Interview of the month: Richard Emerson, MD, Interaction


The concept of experiential learning is that direct experience is often the best way of taking on board what is learned. Taking inspiration from behavioural and developmental psychology, and being formed into more concrete theories by the likes of Kolb and Honey and Mumford, experiential learning forms a cycle of observation and reflection, the formation of abstract concepts and trying things out in a new situation.

Bristol-based Interaction Development and Learning Consultancy Ltd's work is rooted firmly in the theory of experiential learning. We spoke to Managing Director Richard Emerson, who co-founded the company in 1993, about what's involved with developing individuals using this approach.Richard Emerson

TrainingZONE: First of all, could you briefly define experiential learning for those that may not be aware of the concept?
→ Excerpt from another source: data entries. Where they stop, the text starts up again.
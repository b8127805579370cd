//! Configuration management (config.toml)
//!
//! Every scene-change, interpolation and pacing tunable lives here. Settings
//! are stored in TOML in the platform-specific config directory, or at the
//! path named by `NVVK_CONFIG`. Missing fields fall back to defaults so
//! partial files work.

use std::path::{Path, PathBuf};

use nvvk_shared::{DiagnosticsPreset, FrameGenMode};
use serde::{Deserialize, Serialize};

/// Environment variable overriding the config file location.
pub const CONFIG_ENV_VAR: &str = "NVVK_CONFIG";

/// Library configuration.
#[derive(Debug, Clone, PartialEq, Serialize, Deserialize, Default)]
pub struct NvvkConfig {
    #[serde(default)]
    pub frame_gen: FrameGenConfig,
    #[serde(default)]
    pub scene_change: SceneChangeConfig,
    #[serde(default)]
    pub interpolation: InterpolationConfig,
    #[serde(default)]
    pub low_latency: LowLatencyConfig,
    #[serde(default)]
    pub diagnostics: DiagnosticsConfig,
}

/// Frame generation engine settings.
#[derive(Debug, Clone, PartialEq, Serialize, Deserialize)]
pub struct FrameGenConfig {
    /// Mode used when none is given explicitly (default: performance)
    #[serde(default)]
    pub default_mode: FrameGenMode,
    /// Temporal position of the generated frame (default: 0.5, range: 0.05-0.95)
    #[serde(default = "default_temporal_position")]
    pub temporal_position: f32,
    /// Smoothing factor for all exponential averages (default: 0.1, range: 0.01-1.0)
    #[serde(default = "default_ema_alpha")]
    pub ema_alpha: f32,
    /// Add the real-frame hold-back to latency compensation (default: true)
    #[serde(default = "default_true")]
    pub hold_back_compensation: bool,
}

/// Thresholds a block must stay under to agree with its neighbourhood.
#[derive(Debug, Clone, Copy, PartialEq, Serialize, Deserialize)]
pub struct ModeThresholds {
    /// Motion magnitude as a fraction of the frame diagonal (range: 0.0-1.0)
    pub motion_fraction: f32,
    /// Residual colour delta (range: 0.0-1.0)
    pub color_delta: f32,
}

/// Scene change gate settings.
#[derive(Debug, Clone, PartialEq, Serialize, Deserialize)]
pub struct SceneChangeConfig {
    /// Fraction of disagreeing blocks that marks a cut (default: 0.6)
    #[serde(default = "default_disagreement_ratio")]
    pub disagreement_ratio: f32,
    /// Global histogram delta that marks a cut on its own (default: 0.5)
    #[serde(default = "default_histogram_delta_limit")]
    pub histogram_delta_limit: f32,
    #[serde(default = "default_performance_thresholds")]
    pub performance: ModeThresholds,
    #[serde(default = "default_balanced_thresholds")]
    pub balanced: ModeThresholds,
    #[serde(default = "default_quality_thresholds")]
    pub quality: ModeThresholds,
}

/// Interpolator settings.
#[derive(Debug, Clone, PartialEq, Serialize, Deserialize)]
pub struct InterpolationConfig {
    /// Generated frames below this confidence are not presented (default: 0.5)
    #[serde(default = "default_confidence_floor")]
    pub confidence_floor: f32,
    /// Blocks below this estimator confidence count as invalid (default: 0.2)
    #[serde(default = "default_occlusion_confidence_floor")]
    pub occlusion_confidence_floor: f32,
    /// Neighbour fill passes in quality mode (default: 3, range: 0-16)
    #[serde(default = "default_hole_fill_passes")]
    pub hole_fill_passes: u32,
    /// Share of a valid block's weight a filled block contributes (default: 0.5)
    #[serde(default = "default_filled_block_credit")]
    pub filled_block_credit: f32,
    #[serde(default = "default_budget_performance_us")]
    pub budget_performance_us: u64,
    #[serde(default = "default_budget_balanced_us")]
    pub budget_balanced_us: u64,
    #[serde(default = "default_budget_quality_us")]
    pub budget_quality_us: u64,
}

/// Low-latency pacing settings.
#[derive(Debug, Clone, PartialEq, Serialize, Deserialize)]
pub struct LowLatencyConfig {
    /// Boost used by callers that enable pacing without arguments (default: false)
    #[serde(default)]
    pub boost: bool,
    /// Minimum frame interval in microseconds, 0 for uncapped (default: 0)
    #[serde(default)]
    pub min_interval_us: u32,
    /// Upper bound on a single sleep (default: 100000)
    #[serde(default = "default_max_sleep_us")]
    pub max_sleep_us: u64,
    /// Marker rows kept for timing queries (default: 64, range: 1-4096)
    #[serde(default = "default_marker_retention")]
    pub marker_retention: usize,
    /// Smoothing factor for latency averages (default: 0.1)
    #[serde(default = "default_ema_alpha")]
    pub ema_alpha: f32,
}

/// Diagnostic checkpoint settings.
#[derive(Debug, Clone, PartialEq, Serialize, Deserialize)]
pub struct DiagnosticsConfig {
    /// Config flag preset chained into device creation (default: minimal)
    #[serde(default)]
    pub preset: DiagnosticsPreset,
    /// Checkpoints retained per queue (default: 256)
    #[serde(default = "default_checkpoint_capacity")]
    pub checkpoint_capacity: usize,
}

fn default_true() -> bool {
    true
}
fn default_temporal_position() -> f32 {
    0.5
}
fn default_ema_alpha() -> f32 {
    0.1
}

fn default_performance_thresholds() -> ModeThresholds {
    ModeThresholds {
        motion_fraction: 0.05,
        color_delta: 0.35,
    }
}
fn default_balanced_thresholds() -> ModeThresholds {
    ModeThresholds {
        motion_fraction: 0.08,
        color_delta: 0.45,
    }
}
fn default_quality_thresholds() -> ModeThresholds {
    ModeThresholds {
        motion_fraction: 0.12,
        color_delta: 0.55,
    }
}
fn default_disagreement_ratio() -> f32 {
    0.6
}
fn default_histogram_delta_limit() -> f32 {
    0.5
}

fn default_confidence_floor() -> f32 {
    0.5
}
fn default_occlusion_confidence_floor() -> f32 {
    0.2
}
fn default_hole_fill_passes() -> u32 {
    3
}
fn default_filled_block_credit() -> f32 {
    0.5
}
fn default_budget_performance_us() -> u64 {
    FrameGenMode::Performance.nominal_budget_us()
}
fn default_budget_balanced_us() -> u64 {
    FrameGenMode::Balanced.nominal_budget_us()
}
fn default_budget_quality_us() -> u64 {
    FrameGenMode::Quality.nominal_budget_us()
}

fn default_max_sleep_us() -> u64 {
    100_000
}
fn default_marker_retention() -> usize {
    64
}
fn default_checkpoint_capacity() -> usize {
    256
}

impl Default for FrameGenConfig {
    fn default() -> Self {
        Self {
            default_mode: FrameGenMode::default(),
            temporal_position: default_temporal_position(),
            ema_alpha: default_ema_alpha(),
            hold_back_compensation: default_true(),
        }
    }
}

impl Default for SceneChangeConfig {
    fn default() -> Self {
        Self {
            disagreement_ratio: default_disagreement_ratio(),
            histogram_delta_limit: default_histogram_delta_limit(),
            performance: default_performance_thresholds(),
            balanced: default_balanced_thresholds(),
            quality: default_quality_thresholds(),
        }
    }
}

impl SceneChangeConfig {
    /// Thresholds for `mode`. Off uses the performance set.
    pub fn thresholds(&self, mode: FrameGenMode) -> ModeThresholds {
        match mode {
            FrameGenMode::Off | FrameGenMode::Performance => self.performance,
            FrameGenMode::Balanced => self.balanced,
            FrameGenMode::Quality => self.quality,
        }
    }
}

impl Default for InterpolationConfig {
    fn default() -> Self {
        Self {
            confidence_floor: default_confidence_floor(),
            occlusion_confidence_floor: default_occlusion_confidence_floor(),
            hole_fill_passes: default_hole_fill_passes(),
            filled_block_credit: default_filled_block_credit(),
            budget_performance_us: default_budget_performance_us(),
            budget_balanced_us: default_budget_balanced_us(),
            budget_quality_us: default_budget_quality_us(),
        }
    }
}

impl InterpolationConfig {
    /// Generation time budget for `mode`.
    pub fn budget_us(&self, mode: FrameGenMode) -> u64 {
        match mode {
            FrameGenMode::Off => 0,
            FrameGenMode::Performance => self.budget_performance_us,
            FrameGenMode::Balanced => self.budget_balanced_us,
            FrameGenMode::Quality => self.budget_quality_us,
        }
    }
}

impl Default for LowLatencyConfig {
    fn default() -> Self {
        Self {
            boost: false,
            min_interval_us: 0,
            max_sleep_us: default_max_sleep_us(),
            marker_retention: default_marker_retention(),
            ema_alpha: default_ema_alpha(),
        }
    }
}

impl Default for DiagnosticsConfig {
    fn default() -> Self {
        Self {
            preset: DiagnosticsPreset::default(),
            checkpoint_capacity: default_checkpoint_capacity(),
        }
    }
}

// ============================================================================
// Validation
// ============================================================================

fn clamp_field<T: PartialOrd + Copy + std::fmt::Display>(
    warnings: &mut Vec<String>,
    name: &str,
    value: &mut T,
    min: T,
    max: T,
) {
    if *value < min || *value > max {
        let clamped = if *value < min { min } else { max };
        warnings.push(format!(
            "{name} = {value} is outside {min}..={max}, using {clamped}"
        ));
        *value = clamped;
    }
}

fn clamp_unit(warnings: &mut Vec<String>, name: &str, value: &mut f32) {
    if value.is_nan() {
        warnings.push(format!("{name} is NaN, using 0"));
        *value = 0.0;
    }
    clamp_field(warnings, name, value, 0.0, 1.0);
}

impl NvvkConfig {
    /// Clamp out-of-range tunables, returning one warning per fix.
    pub fn validate(&mut self) -> Vec<String> {
        let mut warnings = Vec::new();

        let fg = &mut self.frame_gen;
        clamp_field(
            &mut warnings,
            "frame_gen.temporal_position",
            &mut fg.temporal_position,
            0.05,
            0.95,
        );
        clamp_field(&mut warnings, "frame_gen.ema_alpha", &mut fg.ema_alpha, 0.01, 1.0);

        let sc = &mut self.scene_change;
        for (name, t) in [
            ("performance", &mut sc.performance),
            ("balanced", &mut sc.balanced),
            ("quality", &mut sc.quality),
        ] {
            clamp_unit(
                &mut warnings,
                &format!("scene_change.{name}.motion_fraction"),
                &mut t.motion_fraction,
            );
            clamp_unit(
                &mut warnings,
                &format!("scene_change.{name}.color_delta"),
                &mut t.color_delta,
            );
        }
        clamp_unit(
            &mut warnings,
            "scene_change.disagreement_ratio",
            &mut sc.disagreement_ratio,
        );
        clamp_unit(
            &mut warnings,
            "scene_change.histogram_delta_limit",
            &mut sc.histogram_delta_limit,
        );

        let interp = &mut self.interpolation;
        clamp_unit(
            &mut warnings,
            "interpolation.confidence_floor",
            &mut interp.confidence_floor,
        );
        clamp_unit(
            &mut warnings,
            "interpolation.occlusion_confidence_floor",
            &mut interp.occlusion_confidence_floor,
        );
        clamp_unit(
            &mut warnings,
            "interpolation.filled_block_credit",
            &mut interp.filled_block_credit,
        );
        clamp_field(
            &mut warnings,
            "interpolation.hole_fill_passes",
            &mut interp.hole_fill_passes,
            0,
            16,
        );

        let ll = &mut self.low_latency;
        clamp_field(
            &mut warnings,
            "low_latency.marker_retention",
            &mut ll.marker_retention,
            1,
            4096,
        );
        clamp_field(&mut warnings, "low_latency.ema_alpha", &mut ll.ema_alpha, 0.01, 1.0);
        clamp_field(
            &mut warnings,
            "low_latency.max_sleep_us",
            &mut ll.max_sleep_us,
            1_000,
            1_000_000,
        );

        clamp_field(
            &mut warnings,
            "diagnostics.checkpoint_capacity",
            &mut self.diagnostics.checkpoint_capacity,
            1,
            65_536,
        );

        warnings
    }
}

// ============================================================================
// Loading and saving
// ============================================================================

/// Failure reading an explicit config file.
#[derive(Debug, thiserror::Error)]
pub enum ConfigError {
    #[error("failed to read {path}: {source}")]
    Io {
        path: PathBuf,
        #[source]
        source: std::io::Error,
    },

    #[error("failed to parse {path}: {source}")]
    Parse {
        path: PathBuf,
        #[source]
        source: toml::de::Error,
    },
}

/// Returns the platform-specific configuration directory.
///
/// On Linux: `~/.config/nvvk`
///
/// Returns `None` if the home directory cannot be determined.
pub fn config_dir() -> Option<PathBuf> {
    directories::ProjectDirs::from("com", "nvvk", "nvvk").map(|dirs| dirs.config_dir().to_path_buf())
}

/// Path of the active config file: `NVVK_CONFIG`, else `config.toml` in
/// [`config_dir`].
pub fn config_path() -> Option<PathBuf> {
    if let Some(path) = std::env::var_os(CONFIG_ENV_VAR) {
        return Some(PathBuf::from(path));
    }
    config_dir().map(|dir| dir.join("config.toml"))
}

/// Loads the configuration from disk.
///
/// Returns defaults if the file doesn't exist or cannot be parsed. Out of
/// range values are clamped and logged.
pub fn load() -> NvvkConfig {
    let Some(path) = config_path() else {
        return NvvkConfig::default();
    };

    match load_from(&path) {
        Ok(config) => config,
        Err(ConfigError::Io { .. }) => NvvkConfig::default(),
        Err(err) => {
            tracing::warn!("{}, using defaults", err);
            NvvkConfig::default()
        }
    }
}

/// Loads and validates the configuration at `path`.
pub fn load_from(path: &Path) -> Result<NvvkConfig, ConfigError> {
    let content = std::fs::read_to_string(path).map_err(|source| ConfigError::Io {
        path: path.to_path_buf(),
        source,
    })?;
    let mut config: NvvkConfig = toml::from_str(&content).map_err(|source| ConfigError::Parse {
        path: path.to_path_buf(),
        source,
    })?;

    for warning in config.validate() {
        tracing::warn!("{}: {}", path.display(), warning);
    }
    Ok(config)
}

/// Saves the configuration to [`config_path`].
///
/// # Errors
///
/// Returns an error if the directory cannot be created or the file
/// cannot be written.
pub fn save(config: &NvvkConfig) -> std::io::Result<()> {
    match config_path() {
        Some(path) => save_to(config, &path),
        None => Ok(()),
    }
}

/// Saves the configuration to `path`, creating parent directories.
pub fn save_to(config: &NvvkConfig, path: &Path) -> std::io::Result<()> {
    if let Some(dir) = path.parent() {
        std::fs::create_dir_all(dir)?;
    }
    let content = toml::to_string_pretty(config).map_err(std::io::Error::other)?;
    std::fs::write(path, content)
}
Richard Emerson: There are different perceptions of what it's about - many people think it's outdoor training. My view is that it's about creating exercises and activities from which people can learn rather than standing up in front of them giving a lecture - it's far less controlled.

TrainingZONE: Do you think there's a general lack of understanding as to how and why experiential learning works?

Richard Emerson: It's unfair to say there's a general lack of understanding - as a model it's been around for a long time. One area where there's a lack of understanding is that it's not a good medium for imparting knowledge - some people do use it as a jazzy way of doing this. It's valuable in helping people to look at their own behaviour, attitudes and emotions, but it's a misuse if you use it for imparting knowledge. The Lego-tower type of exercise (using short exercises to illustrate a simple point) over-simplifies things - real experiential learning goes deeper.

TrainingZONE: Experiential learning obviously involves, as it suggests, the learner experiencing things for themselves. It seems quite labour-intensive - is more tutor input required than for standard classroom-based training?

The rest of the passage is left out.